Task objective:
Among the records that follow, find each line holding the word "noted" and copy it.

(Stored data entries)
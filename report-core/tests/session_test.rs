use std::sync::{Arc, Mutex};

use chrono::NaiveDate;
use report_core::{
    BuiltinFont, ChecklistItem, DocumentMeta, DrawOp, DrawingBackend, FontFace, KeyValue,
    LoadedFont, PageGeometry, Result, Session, SessionConfig, SignatureParty, StatusColour,
    TextMeasure,
};

#[derive(Debug, Clone, PartialEq)]
enum Event {
    Font(FontFace),
    Info(String, String),
    Begin,
    Op(DrawOp),
    End,
}

/// Records every call; measures with the builtin Helvetica metrics.
struct Recorder {
    events: Arc<Mutex<Vec<Event>>>,
}

impl Recorder {
    fn new() -> (Self, Arc<Mutex<Vec<Event>>>) {
        let events = Arc::new(Mutex::new(Vec::new()));
        (
            Recorder {
                events: Arc::clone(&events),
            },
            events,
        )
    }

    fn push(&self, e: Event) {
        self.events.lock().unwrap().push(e);
    }
}

impl TextMeasure for Recorder {
    fn text_width(&self, text: &str, face: FontFace, size: f64) -> f64 {
        BuiltinFont::for_face(face).measure(text, size)
    }
}

impl DrawingBackend for Recorder {
    fn embed_font(&mut self, face: FontFace, _font: LoadedFont) -> Result<()> {
        self.push(Event::Font(face));
        Ok(())
    }

    fn set_info(&mut self, key: &str, value: &str) {
        self.push(Event::Info(key.to_string(), value.to_string()));
    }

    fn begin_page(&mut self, _width: f64, _height: f64) -> Result<()> {
        self.push(Event::Begin);
        Ok(())
    }

    fn draw(&mut self, op: &DrawOp) -> Result<()> {
        self.push(Event::Op(op.clone()));
        Ok(())
    }

    fn end_page(&mut self) -> Result<()> {
        self.push(Event::End);
        Ok(())
    }

    fn finish(self) -> Result<Vec<u8>> {
        Ok(b"recorded".to_vec())
    }
}

/// 600x800 page, content area 730 down to 50 (680 tall).
fn geometry() -> PageGeometry {
    PageGeometry {
        page_width: 600.0,
        page_height: 800.0,
        margin_left: 50.0,
        margin_right: 50.0,
        header_height: 60.0,
        footer_height: 40.0,
        gap: 10.0,
    }
}

fn meta() -> DocumentMeta {
    let at = NaiveDate::from_ymd_opt(2026, 10, 18)
        .unwrap()
        .and_hms_opt(8, 15, 30)
        .unwrap();
    DocumentMeta::new("Inspection Report", "a1b2c3d4e5f6", "pass", StatusColour::Success).issued_at(at)
}

async fn session_with(geometry: PageGeometry) -> (Session<Recorder>, Arc<Mutex<Vec<Event>>>) {
    let (backend, events) = Recorder::new();
    let config = SessionConfig {
        geometry,
        ..SessionConfig::default()
    };
    let session = Session::create_with(backend, config, meta()).await.unwrap();
    (session, events)
}

/// Draw operations grouped by page.
fn pages(events: &[Event]) -> Vec<Vec<DrawOp>> {
    let mut out = Vec::new();
    for e in events {
        match e {
            Event::Begin => out.push(Vec::new()),
            Event::Op(op) => out.last_mut().expect("op outside page").push(op.clone()),
            _ => {}
        }
    }
    out
}

fn texts(ops: &[DrawOp]) -> Vec<String> {
    ops.iter()
        .filter_map(|op| match op {
            DrawOp::Text { text, .. } => Some(text.clone()),
            _ => None,
        })
        .collect()
}

fn count(events: &[Event], wanted: &Event) -> usize {
    events.iter().filter(|e| *e == wanted).count()
}

#[tokio::test]
async fn create_embeds_fonts_and_writes_info() {
    let (session, events) = session_with(geometry()).await;
    drop(session);
    let events = events.lock().unwrap().clone();
    assert_eq!(events[0], Event::Font(FontFace::Regular));
    assert_eq!(events[1], Event::Font(FontFace::Bold));
    assert!(events.contains(&Event::Info("Title".into(), "Inspection Report".into())));
    assert!(events.contains(&Event::Info("CreationDate".into(), "D:20261018081530".into())));
    assert!(events.contains(&Event::Info("Creator".into(), "ELEC-MATE".into())));
    assert_eq!(count(&events, &Event::Begin), 1);
}

#[tokio::test]
async fn exact_fill_stays_on_one_page() {
    let (mut s, events) = session_with(geometry()).await;
    // 20 x 30 + 5 x 16 = 680
    for i in 0..20 {
        s.section(&format!("Section {}", i)).unwrap();
    }
    for i in 0..5 {
        s.labelled_value("Item", &i.to_string()).unwrap();
    }
    assert_eq!(s.page_count(), 1);
    assert!((s.cursor_y() - 50.0).abs() < 1e-6);
    s.finalize().await.unwrap();
    assert_eq!(count(&events.lock().unwrap(), &Event::Begin), 1);
}

#[tokio::test]
async fn one_more_block_starts_a_second_page() {
    let (mut s, events) = session_with(geometry()).await;
    s.spacer(340.0).unwrap();
    s.spacer(340.0).unwrap();
    s.labelled_value("Overflow", "yes").unwrap();
    assert_eq!(s.page_count(), 2);
    s.finalize().await.unwrap();

    let events = events.lock().unwrap().clone();
    assert_eq!(count(&events, &Event::Begin), 2);
    assert_eq!(count(&events, &Event::End), 2);
    let p = pages(&events);
    assert!(texts(&p[1]).contains(&"Overflow:".to_string()));
    assert!(!texts(&p[0]).contains(&"Overflow:".to_string()));
}

#[tokio::test]
async fn footers_number_pages_in_order() {
    let (mut s, events) = session_with(geometry()).await;
    for _ in 0..4 {
        s.paragraph("Some text before a break.").unwrap();
        s.page_break().unwrap();
    }
    s.paragraph("Last page.").unwrap();
    s.finalize().await.unwrap();

    let events = events.lock().unwrap().clone();
    let numbers: Vec<String> = pages(&events)
        .iter()
        .flat_map(|ops| texts(ops))
        .filter(|t| t.starts_with("Page "))
        .collect();
    assert_eq!(numbers, vec!["Page 1", "Page 2", "Page 3", "Page 4", "Page 5"]);
}

#[tokio::test]
async fn long_checklist_repeats_identical_chrome() {
    let (mut s, events) = session_with(PageGeometry::A4).await;
    s.section("Pre-work checks").unwrap();
    let items: Vec<ChecklistItem> = (0..40)
        .map(|i| ChecklistItem::new(format!("Check {}", i + 1), i % 7 != 3))
        .collect();
    s.checklist(&items).unwrap();
    let page_count = s.page_count();
    s.finalize().await.unwrap();
    assert!(page_count >= 2);

    let g = PageGeometry::A4;
    let chrome = |ops: &[DrawOp]| -> Vec<DrawOp> {
        ops.iter()
            .filter(|op| match op {
                DrawOp::Text { y, .. } => *y > g.content_top() || *y < g.content_bottom(),
                _ => false,
            })
            .filter(|op| !matches!(op, DrawOp::Text { text, .. } if text.starts_with("Page ")))
            .cloned()
            .collect()
    };
    let p = pages(&events.lock().unwrap());
    assert_eq!(p.len() as u32, page_count);
    let first = chrome(&p[0]);
    assert!(texts(&first).contains(&"REF: A1B2C3D4".to_string()));
    assert!(texts(&first).contains(&"INSPECTION REPORT".to_string()));
    assert!(texts(&first).contains(&"Generated 18 Oct 2026 08:15".to_string()));
    for page in &p[1..] {
        assert_eq!(chrome(page), first);
    }
}

#[tokio::test]
async fn checklist_rows_show_verdict_and_notes() {
    let (mut s, events) = session_with(geometry()).await;
    let start = s.cursor_y();
    s.checklist(&[ChecklistItem::new("Isolation verified", true)]).unwrap();
    let plain = start - s.cursor_y();
    let before = s.cursor_y();
    s.checklist(&[ChecklistItem::new("Barriers in place", false).with_notes("Missing on east side")])
        .unwrap();
    let noted = before - s.cursor_y();
    assert_eq!(plain, 22.0);
    assert_eq!(noted, 34.0);
    s.finalize().await.unwrap();

    let all = texts(&pages(&events.lock().unwrap())[0]);
    assert!(all.contains(&"PASS".to_string()));
    assert!(all.contains(&"FAIL".to_string()));
    assert!(all.contains(&"Missing on east side".to_string()));
}

#[tokio::test]
async fn empty_table_shows_placeholder() {
    let (mut s, events) = session_with(geometry()).await;
    let rows: Vec<Vec<&str>> = Vec::new();
    s.table(&["Name", "Role"], &rows, None).unwrap();
    assert_eq!(s.cursor_y(), 730.0 - 22.0 - 20.0);
    s.finalize().await.unwrap();
    let all = texts(&pages(&events.lock().unwrap())[0]);
    assert!(all.contains(&"No records".to_string()));
}

#[tokio::test]
async fn table_rows_alternate_backgrounds() {
    let (mut s, events) = session_with(geometry()).await;
    let rows: Vec<Vec<String>> = (0..5)
        .map(|i| vec![format!("Worker {}", i), "Electrician".to_string()])
        .collect();
    s.table(&["Name", "Trade"], &rows, Some(&[300.0, 200.0][..])).unwrap();
    s.finalize().await.unwrap();

    let zebra = report_core::color::ZEBRA;
    let striped = pages(&events.lock().unwrap())[0]
        .iter()
        .filter(|op| matches!(op, DrawOp::Rect { fill: Some(c), .. } if *c == zebra))
        .count();
    // rows 0, 2 and 4
    assert_eq!(striped, 3);
}

#[tokio::test]
async fn wide_column_widths_are_scaled_to_content_width() {
    let (mut s, events) = session_with(geometry()).await;
    let rows = vec![vec!["Worker", "Electrician"]];
    s.table(&["Name", "Trade"], &rows, Some(&[400.0, 400.0][..])).unwrap();
    s.finalize().await.unwrap();

    let p = pages(&events.lock().unwrap());
    let x_of = |wanted: &str| {
        p[0].iter()
            .find_map(|op| match op {
                DrawOp::Text { text, x, .. } if text == wanted => Some(*x),
                _ => None,
            })
            .unwrap()
    };
    // 800 of widths into 500 of content: each column becomes 250
    assert_eq!(x_of("Trade"), 50.0 + 250.0 + 5.0);
    assert_eq!(x_of("Electrician"), 50.0 + 250.0 + 5.0);
}

#[tokio::test]
async fn owned_and_borrowed_strings_are_accepted() {
    let (mut s, events) = session_with(geometry()).await;
    let headers = vec!["Name".to_string(), "Trade".to_string()];
    let rows = vec![vec![String::from("Worker"), String::from("Electrician")]];
    s.table(&headers, &rows, None).unwrap();
    let labels: Vec<String> = vec!["Hot works".into()];
    s.badges(&labels, StatusColour::Danger).unwrap();
    let items = ["Permit signed".to_string()];
    s.bullet_list(&items).unwrap();
    s.finalize().await.unwrap();

    let all = texts(&pages(&events.lock().unwrap())[0]);
    for wanted in ["Trade", "Electrician", "Hot works", "Permit signed"] {
        assert!(all.contains(&wanted.to_string()), "missing {}", wanted);
    }
}

#[tokio::test]
async fn grid_rows_move_whole_to_next_page() {
    let (mut s, _events) = session_with(geometry()).await;
    s.spacer(680.0 - 45.0).unwrap();
    let pairs: Vec<KeyValue> = (0..4).map(|i| KeyValue::new(format!("Key {}", i), "Value")).collect();
    s.key_value_grid(&pairs, 2).unwrap();
    // first row fits in the 45 left, second row goes to page 2
    assert_eq!(s.page_count(), 2);
    assert_eq!(s.cursor_y(), 730.0 - 30.0);
}

#[tokio::test]
async fn text_box_is_never_split() {
    let (mut s, events) = session_with(geometry()).await;
    s.spacer(600.0).unwrap();
    let text = "Line of text inside the box.\n".repeat(6);
    s.text_box(text.trim_end(), StatusColour::Warning).unwrap();
    assert_eq!(s.page_count(), 2);
    s.finalize().await.unwrap();
    let p = pages(&events.lock().unwrap());
    let on_first = texts(&p[0]).iter().filter(|t| t.starts_with("Line of text")).count();
    let on_second = texts(&p[1]).iter().filter(|t| t.starts_with("Line of text")).count();
    assert_eq!((on_first, on_second), (0, 6));
}

#[tokio::test]
async fn paragraph_breaks_between_lines() {
    let (mut s, events) = session_with(geometry()).await;
    s.spacer(680.0 - 30.0).unwrap();
    // three lines of 9.5 * 1.55 = 14.725 each; two fit in 30
    s.paragraph("first\nsecond\nthird").unwrap();
    assert_eq!(s.page_count(), 2);
    s.finalize().await.unwrap();
    let p = pages(&events.lock().unwrap());
    assert!(texts(&p[0]).contains(&"second".to_string()));
    assert!(texts(&p[1]).contains(&"third".to_string()));
}

#[tokio::test]
async fn bullets_signatures_and_badges_render() {
    let (mut s, events) = session_with(geometry()).await;
    s.bullet_list(&["Wear PPE", "Test before touch"]).unwrap();
    s.badges(&["Working at height", "Live work"], StatusColour::Warning).unwrap();
    s.signature_block(&[
        SignatureParty::new("Supervisor").name("J. Smith"),
        SignatureParty::new("Operative"),
        SignatureParty::new("Client"),
    ])
    .unwrap();
    s.warning_banner("Do not energise").unwrap();
    s.footnote("Records are retained for six years.").unwrap();
    s.finalize().await.unwrap();

    let all: Vec<String> = pages(&events.lock().unwrap()).iter().flat_map(|p| texts(p)).collect();
    for expected in [
        "Wear PPE",
        "Working at height",
        "SUPERVISOR",
        "J. Smith",
        "CLIENT",
        "WARNING: Do not energise",
        "Records are retained for six years.",
    ] {
        assert!(all.contains(&expected.to_string()), "missing {:?}", expected);
    }
}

Response area:
    let noted = before - s.cursor_y();
    assert_eq!(noted, 34.0);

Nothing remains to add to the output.